Collected data
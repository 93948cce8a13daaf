//! Channel name extraction.
//!
//! Channels are addressed on the command line either by name (`wildfusionai`,
//! `@wildfusionai`) or by their TikTok URL; every stage keys its directories
//! by the bare name.

use thiserror::Error;
use url::Url;

/// Errors that can occur during channel name extraction.
#[derive(Debug, Clone, PartialEq, Eq, Error)]
pub enum ChannelNameError {
    #[error("Channel name is empty")]
    Empty,

    #[error("URL is not a TikTok URL: {0}")]
    NotTikTok(String),

    #[error("No @handle found in URL: {0}")]
    HandleNotFound(String),

    #[error("Channel name has invalid characters: {0}")]
    InvalidName(String),
}

/// Extract the bare channel name from a name, `@handle` or channel URL.
///
/// ```
/// use fusion_models::channel_name;
/// assert_eq!(channel_name("https://www.tiktok.com/@wildfusionai?lang=en").unwrap(), "wildfusionai");
/// assert_eq!(channel_name("@wildfusionai").unwrap(), "wildfusionai");
/// ```
pub fn channel_name(input: &str) -> Result<String, ChannelNameError> {
    let input = input.trim();
    if input.is_empty() {
        return Err(ChannelNameError::Empty);
    }

    if input.starts_with("http://") || input.starts_with("https://") {
        return extract_from_url(input);
    }

    validate_name(input.trim_start_matches('@'))
}

fn extract_from_url(input: &str) -> Result<String, ChannelNameError> {
    let url = Url::parse(input).map_err(|_| ChannelNameError::NotTikTok(input.to_string()))?;

    let is_tiktok = url
        .host_str()
        .map(|h| h == "tiktok.com" || h.ends_with(".tiktok.com"))
        .unwrap_or(false);
    if !is_tiktok {
        return Err(ChannelNameError::NotTikTok(input.to_string()));
    }

    let handle = url
        .path_segments()
        .and_then(|mut segments| segments.find(|s| s.starts_with('@')))
        .ok_or_else(|| ChannelNameError::HandleNotFound(input.to_string()))?;

    validate_name(handle.trim_start_matches('@'))
}

fn validate_name(name: &str) -> Result<String, ChannelNameError> {
    if name.is_empty() {
        return Err(ChannelNameError::Empty);
    }
    let allowed = name
        .chars()
        .all(|c| c.is_ascii_alphanumeric() || c == '_' || c == '.');
    if !allowed || name.chars().all(|c| c == '.') {
        return Err(ChannelNameError::InvalidName(name.to_string()));
    }
    Ok(name.to_string())
}

#[cfg(test)]
mod tests {
    use super::*;

    #[test]
    fn test_channel_from_url() {
        assert_eq!(
            channel_name("https://www.tiktok.com/@wildfusionai?lang=en").unwrap(),
            "wildfusionai"
        );
        assert_eq!(
            channel_name("https://tiktok.com/@fuse.lab/video/7301").unwrap(),
            "fuse.lab"
        );
    }

    #[test]
    fn test_channel_from_name() {
        assert_eq!(channel_name("wildfusionai").unwrap(), "wildfusionai");
        assert_eq!(channel_name(" @wild_fusion ").unwrap(), "wild_fusion");
    }

    #[test]
    fn test_channel_errors() {
        assert_eq!(channel_name("  "), Err(ChannelNameError::Empty));
        assert_eq!(channel_name("@"), Err(ChannelNameError::Empty));
        assert!(matches!(
            channel_name("https://youtube.com/@someone"),
            Err(ChannelNameError::NotTikTok(_))
        ));
        assert!(matches!(
            channel_name("https://www.tiktok.com/explore"),
            Err(ChannelNameError::HandleNotFound(_))
        ));
        assert!(matches!(
            channel_name("../etc"),
            Err(ChannelNameError::InvalidName(_))
        ));
    }
}
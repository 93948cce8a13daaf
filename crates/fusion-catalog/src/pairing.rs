//! Pairing of two-character clips and their materialization.
//!
//! Pairs are derived from the persisted character table, not from the live
//! scene list. A clip whose distinct character ids number exactly two is
//! copied into the delivery directory as `{low}_{high}{ext}`.

use std::collections::{BTreeMap, BTreeSet, HashSet};
use std::fs;
use std::path::{Path, PathBuf};

use rayon::prelude::*;
use serde::Serialize;
use tracing::{info, warn};

use fusion_models::CharacterId;

use crate::error::{CatalogError, CatalogResult};
use crate::fs_utils::{base_name, copy_if_absent, write_atomic, CopyOutcome};
use crate::table::CharacterRow;

const DEFAULT_EXTENSION: &str = ".mp4";
const DEFAULT_PARALLELISM: usize = 4;

/// A clip carrying exactly two distinct characters.
#[derive(Debug, Clone, PartialEq, Eq)]
pub struct ClipPair {
    pub clip_name: String,
    pub low: CharacterId,
    pub high: CharacterId,
}

impl ClipPair {
    /// Delivery filename, `{low}_{high}` plus the clip's extension.
    pub fn destination_name(&self) -> String {
        let extension = Path::new(&self.clip_name)
            .extension()
            .and_then(|e| e.to_str())
            .map(|e| format!(".{}", e))
            .unwrap_or_else(|| DEFAULT_EXTENSION.to_string());
        format!("{}_{}{}", self.low, self.high, extension)
    }
}

/// Invert the table into clip -> ids and keep the two-character clips,
/// ordered by clip name.
pub fn pair_clips(rows: &[CharacterRow]) -> Vec<ClipPair> {
    let mut by_clip: BTreeMap<&str, BTreeSet<CharacterId>> = BTreeMap::new();
    for row in rows {
        for video in &row.videos {
            by_clip.entry(video.as_str()).or_default().insert(row.id);
        }
    }

    by_clip
        .into_iter()
        .filter_map(|(clip_name, ids)| {
            let mut ids = ids.into_iter();
            match (ids.next(), ids.next(), ids.next()) {
                (Some(low), Some(high), None) => Some(ClipPair {
                    clip_name: clip_name.to_string(),
                    low,
                    high,
                }),
                _ => None,
            }
        })
        .collect()
}

/// One mapping entry and what happened to its copy.
#[derive(Debug, Clone, PartialEq, Eq)]
pub struct PairingEntry {
    pub pair: ClipPair,
    pub source: PathBuf,
    pub destination: PathBuf,
    pub outcome: CopyOutcome,
}

/// Counts of one materialization run.
#[derive(Debug, Clone, Copy, Default, PartialEq, Eq, Serialize)]
pub struct MaterializeReport {
    pub pairs: usize,
    pub copied: usize,
    pub already_present: usize,
    pub shared: usize,
    pub failed: usize,
}

/// Result of [`Materializer::materialize`].
#[derive(Debug, Clone, Default)]
pub struct Materialization {
    pub entries: Vec<PairingEntry>,
}

impl Materialization {
    /// Source clip name -> destination path, including failed copies.
    pub fn mapping(&self) -> BTreeMap<String, String> {
        self.entries
            .iter()
            .map(|e| {
                (
                    e.pair.clip_name.clone(),
                    e.destination.to_string_lossy().into_owned(),
                )
            })
            .collect()
    }

    pub fn report(&self) -> MaterializeReport {
        let mut report = MaterializeReport {
            pairs: self.entries.len(),
            ..MaterializeReport::default()
        };
        for entry in &self.entries {
            match entry.outcome {
                CopyOutcome::Copied => report.copied += 1,
                CopyOutcome::AlreadyPresent => report.already_present += 1,
                CopyOutcome::SharedDestination => report.shared += 1,
                CopyOutcome::Failed(_) => report.failed += 1,
            }
        }
        report
    }

    /// Persist the mapping as a key-sorted JSON object.
    pub fn write_mapping(&self, path: &Path) -> CatalogResult<()> {
        let json = serde_json::to_vec_pretty(&self.mapping())?;
        write_atomic(path, &json)?;
        info!(path = %path.display(), entries = self.entries.len(), "Wrote pairing mapping");
        Ok(())
    }
}

/// Copies paired clips into the delivery directory.
#[derive(Debug, Clone)]
pub struct Materializer {
    delivery_dir: PathBuf,
    source_dir: Option<PathBuf>,
    parallelism: usize,
}

impl Materializer {
    pub fn new(delivery_dir: impl Into<PathBuf>) -> Self {
        Self {
            delivery_dir: delivery_dir.into(),
            source_dir: None,
            parallelism: DEFAULT_PARALLELISM,
        }
    }

    /// Directory to look up clips whose stored name is not a readable path.
    pub fn with_source_dir(mut self, dir: impl Into<PathBuf>) -> Self {
        self.source_dir = Some(dir.into());
        self
    }

    pub fn with_parallelism(mut self, threads: usize) -> Self {
        self.parallelism = threads.max(1);
        self
    }

    /// Pair the table's clips and copy each new destination once.
    ///
    /// Existing destinations are never overwritten. Copy failures are kept in
    /// the result with [`CopyOutcome::Failed`].
    pub fn materialize(&self, rows: &[CharacterRow]) -> CatalogResult<Materialization> {
        fs::create_dir_all(&self.delivery_dir)?;

        let mut claimed = HashSet::new();
        let planned: Vec<(ClipPair, PathBuf, PathBuf, bool)> = pair_clips(rows)
            .into_iter()
            .map(|pair| {
                let source = self.resolve_source(&pair.clip_name);
                let destination = self.delivery_dir.join(pair.destination_name());
                let owner = claimed.insert(destination.clone());
                (pair, source, destination, owner)
            })
            .collect();

        let pool = rayon::ThreadPoolBuilder::new()
            .num_threads(self.parallelism)
            .build()
            .map_err(|e| CatalogError::ThreadPool(e.to_string()))?;

        let entries: Vec<PairingEntry> = pool.install(|| {
            planned
                .into_par_iter()
                .map(|(pair, source, destination, owner)| {
                    let outcome = if owner {
                        copy_if_absent(&source, &destination)
                    } else {
                        warn!(
                            clip = %pair.clip_name,
                            destination = %destination.display(),
                            "Destination owned by another clip with the same pair"
                        );
                        CopyOutcome::SharedDestination
                    };
                    PairingEntry {
                        pair,
                        source,
                        destination,
                        outcome,
                    }
                })
                .collect()
        });

        let materialization = Materialization { entries };
        let report = materialization.report();
        info!(
            delivery_dir = %self.delivery_dir.display(),
            pairs = report.pairs,
            copied = report.copied,
            already_present = report.already_present,
            shared = report.shared,
            failed = report.failed,
            "Materialized paired clips"
        );
        Ok(materialization)
    }

    fn resolve_source(&self, clip_name: &str) -> PathBuf {
        let stored = PathBuf::from(clip_name);
        if stored.is_file() {
            return stored;
        }
        match &self.source_dir {
            Some(dir) => dir.join(base_name(clip_name)),
            None => stored,
        }
    }
}
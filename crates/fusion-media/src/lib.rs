//! FFmpeg CLI wrapper for cutting fusion scenes into clips.
//!
//! This crate provides:
//! - Type-safe FFmpeg command building
//! - Progress parsing from `-progress pipe:2`
//! - Timeout support via tokio
//! - Source video probing
//! - Cut planning from model timestamps and clip extraction

pub mod command;
pub mod cut;
pub mod error;
pub mod probe;
pub mod progress;

pub use command::{check_ffmpeg, check_ffprobe, FfmpegCommand, FfmpegRunner};
pub use cut::{
    clip_file_name, cut_clip, plan_cuts, CutPlan, CutSchedule, SkipReason, SkippedScene,
    CLIP_EXTENSION, INVALID_DIR, SHORT_VIDEO_SECS,
};
pub use error::{MediaError, MediaResult};
pub use probe::{probe_duration, probe_video, VideoInfo};
pub use progress::FfmpegProgress;
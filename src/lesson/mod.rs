pub mod picker;

use std::fs;
use std::path::{Path, PathBuf};

use icu_normalizer::ComposingNormalizerBorrowed;
use rust_embed::Embed;
use serde::{Deserialize, Serialize};
use thiserror::Error;
use tracing::{debug, warn};

#[derive(Embed)]
#[folder = "assets/lessons/"]
struct LessonAssets;

/// Prompt lines grouped by difficulty level.
pub trait LessonSource {
    fn level_count(&self) -> usize;
    /// Lines of one level; empty for an unknown level.
    fn lines(&self, level: usize) -> &[String];
}

#[derive(Debug, Error)]
pub enum LessonError {
    #[error("invalid lesson {lesson}: {source}")]
    Json {
        lesson: String,
        #[source]
        source: serde_json::Error,
    },
    #[error("cannot read lesson file {path}: {source}")]
    Io {
        path: String,
        #[source]
        source: std::io::Error,
    },
}

#[derive(Clone, Debug, Default, Serialize, Deserialize)]
pub struct LessonLevel {
    #[serde(default)]
    pub new_characters: String,
    #[serde(default)]
    pub lines: Vec<String>,
}

#[derive(Clone, Debug, Default, Serialize, Deserialize)]
pub struct Lesson {
    pub id: String,
    #[serde(default)]
    pub title: String,
    #[serde(default)]
    pub levels: Vec<LessonLevel>,
}

impl Lesson {
    /// Parse lesson JSON. Lines are NFC-normalised so composed characters compare
    /// equal to what dead keys produce; blank lines are dropped.
    pub fn from_json(id: &str, json: &str) -> Result<Self, LessonError> {
        let mut lesson: Lesson = serde_json::from_str(json).map_err(|source| LessonError::Json {
            lesson: id.to_string(),
            source,
        })?;
        let nfc = ComposingNormalizerBorrowed::new_nfc();
        for level in &mut lesson.levels {
            level.lines = level
                .lines
                .iter()
                .map(|line| nfc.normalize(line.trim_end()).into_owned())
                .filter(|line| !line.trim().is_empty())
                .collect();
        }
        Ok(lesson)
    }

    /// Selector labels, `"1: fj"` style.
    pub fn level_labels(&self) -> Vec<String> {
        self.levels
            .iter()
            .enumerate()
            .map(|(i, level)| format!("{}: {}", i + 1, level.new_characters))
            .collect()
    }
}

impl LessonSource for Lesson {
    fn level_count(&self) -> usize {
        self.levels.len()
    }

    fn lines(&self, level: usize) -> &[String] {
        self.levels
            .get(level)
            .map(|l| l.lines.as_slice())
            .unwrap_or(&[])
    }
}

/// Bundled lessons plus `<config_dir>/typist/lessons/*.json`.
#[derive(Clone, Debug)]
pub struct LessonRegistry {
    user_dir: Option<PathBuf>,
}

impl Default for LessonRegistry {
    fn default() -> Self {
        Self {
            user_dir: dirs::config_dir().map(|d| d.join("typist").join("lessons")),
        }
    }
}

impl LessonRegistry {
    pub fn bundled_only() -> Self {
        Self { user_dir: None }
    }

    pub fn with_user_dir(dir: impl Into<PathBuf>) -> Self {
        Self {
            user_dir: Some(dir.into()),
        }
    }

    pub fn available_lessons(&self) -> Vec<String> {
        let mut ids: Vec<String> = LessonAssets::iter()
            .filter_map(|f| f.strip_suffix(".json").map(|n| n.to_string()))
            .collect();
        if let Some(entries) = self.user_dir.as_ref().and_then(|d| fs::read_dir(d).ok()) {
            ids.extend(entries.flatten().filter_map(|entry| {
                let path = entry.path();
                path.extension()
                    .is_some_and(|ext| ext == "json")
                    .then(|| path.file_stem().map(|s| s.to_string_lossy().to_string()))
                    .flatten()
            }));
        }
        ids.sort();
        ids.dedup();
        ids
    }

    /// `Ok(None)` when no lesson has this id.
    pub fn load_lesson(&self, id: &str) -> Result<Option<Lesson>, LessonError> {
        let filename = format!("{id}.json");
        if let Some(dir) = &self.user_dir {
            let path = dir.join(&filename);
            if path.exists() {
                return load_lesson_file(&path).map(Some);
            }
        }
        match LessonAssets::get(&filename) {
            Some(file) => {
                let content = String::from_utf8_lossy(file.data.as_ref());
                let lesson = Lesson::from_json(id, &content)?;
                debug!(lesson = id, levels = lesson.levels.len(), "loaded bundled lesson");
                Ok(Some(lesson))
            }
            None => {
                warn!(lesson = id, "unknown lesson");
                Ok(None)
            }
        }
    }
}

pub fn load_lesson_file(path: &Path) -> Result<Lesson, LessonError> {
    let content = fs::read_to_string(path).map_err(|source| LessonError::Io {
        path: path.display().to_string(),
        source,
    })?;
    let id = path
        .file_stem()
        .map(|s| s.to_string_lossy().to_string())
        .unwrap_or_default();
    Lesson::from_json(&id, &content)
}
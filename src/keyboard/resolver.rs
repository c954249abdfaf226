use tracing::debug;

use crate::keyboard::composer::{self, ComposerState, DeadKeyComposer};
use crate::keyboard::finger::{FingerAssignment, Hand, finger_for};
use crate::keyboard::geometry::PhysicalKeyId;
use crate::keyboard::layout::{Keystroke, Layout, ModifierLevel, Symbol};

/// What a physical key produces on `layout` at `level`. `None` for keys with no
/// printable output (modifiers, unmapped positions).
pub fn resolve(layout: &Layout, key: PhysicalKeyId, level: ModifierLevel) -> Option<Symbol> {
    layout.symbol(key, level)
}

/// Modifier to hold for a keystroke: Shift on the opposite hand, AltGr on the right.
pub fn modifier_key(layout: &Layout, stroke: Keystroke) -> Option<PhysicalKeyId> {
    match stroke.level {
        ModifierLevel::Base => None,
        ModifierLevel::AltGr => Some(PhysicalKeyId::ALT_RIGHT),
        ModifierLevel::Shift => match finger_for(layout.geometry(), stroke.key).hand {
            Hand::Left => Some(PhysicalKeyId::SHIFT_RIGHT),
            Hand::Right => Some(PhysicalKeyId::SHIFT_LEFT),
        },
    }
}

/// Keys to highlight for typing `ch` next: the key of the current step, then its
/// modifier if one is needed.
///
/// While a dead key is pending, a two-step composition continues with its second
/// step only if it starts with that same trigger, and a direct character is shown
/// only if the pending trigger lets it through unchanged. Otherwise the pending
/// dead key has to go first, so Backspace is shown.
pub fn keys_for_char(layout: &Layout, ch: char, state: ComposerState) -> Vec<PhysicalKeyId> {
    let Some(sequence) = layout.sequence_for(ch) else {
        return Vec::new();
    };
    let step = match (state, sequence) {
        (ComposerState::Idle, _) => sequence[0],
        (ComposerState::PendingDeadKey(t), [trigger, base])
            if layout.symbol(trigger.key, trigger.level) == Some(Symbol::Dead(t)) =>
        {
            *base
        }
        (ComposerState::PendingDeadKey(_), [direct])
            if layout
                .symbol(direct.key, direct.level)
                .and_then(|sym| composer::resolve(layout, state, sym).0)
                == Some(ch) =>
        {
            *direct
        }
        (ComposerState::PendingDeadKey(t), _) => {
            debug!(trigger = %t, target = %ch, "pending dead key blocks the next char");
            return vec![PhysicalKeyId::BACKSPACE];
        }
    };
    let mut keys = vec![step.key];
    keys.extend(modifier_key(layout, step));
    keys
}

/// Visual hint for the next character to type.
#[derive(Clone, Debug, PartialEq, Eq)]
pub struct Highlight {
    pub target: char,
    pub keys: Vec<PhysicalKeyId>,
    pub finger: FingerAssignment,
}

/// Outcome of one raw key press.
#[derive(Clone, Copy, Debug, PartialEq, Eq)]
pub enum KeyPress {
    /// No printable output for this key/level.
    Unmapped,
    /// A dead key was armed; nothing typed yet.
    Composing(char),
    Typed(char),
}

/// Live key resolution for one session: the active layout plus its composer.
#[derive(Clone, Debug)]
pub struct KeyEventResolver {
    layout: Layout,
    composer: DeadKeyComposer,
}

impl KeyEventResolver {
    pub fn new(layout: Layout) -> Self {
        Self {
            layout,
            composer: DeadKeyComposer::default(),
        }
    }

    pub fn layout(&self) -> &Layout {
        &self.layout
    }

    pub fn composer_state(&self) -> ComposerState {
        self.composer.state()
    }

    /// Install a new layout. A pending dead key never carries over.
    pub fn set_layout(&mut self, layout: Layout) {
        if self.composer.reset() {
            debug!(
                from = %self.layout.id(),
                to = %layout.id(),
                "dropped pending dead key on layout switch"
            );
        }
        self.layout = layout;
    }

    pub fn cancel_composition(&mut self) -> bool {
        self.composer.reset()
    }

    pub fn press(&mut self, key: PhysicalKeyId, level: ModifierLevel) -> KeyPress {
        let Some(symbol) = resolve(&self.layout, key, level) else {
            return KeyPress::Unmapped;
        };
        match self.composer.feed(&self.layout, symbol) {
            Some(c) => KeyPress::Typed(c),
            None => KeyPress::Composing(symbol.glyph()),
        }
    }

    pub fn highlight(&self, target: char) -> Option<Highlight> {
        let keys = keys_for_char(&self.layout, target, self.composer.state());
        let first = *keys.first()?;
        Some(Highlight {
            target,
            finger: finger_for(self.layout.geometry(), first),
            keys,
        })
    }
}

* **What the exercise asks**
What the answer needs is every line from the data above with "format" in it.

* **Completed task**
            .map(|e| format!(".{}", e))
        format!("{}_{}{}", self.low, self.high, extension)
            .map(|(i, level)| format!("{}: {}", i + 1, level.new_characters))
        let filename = format!("{id}.json");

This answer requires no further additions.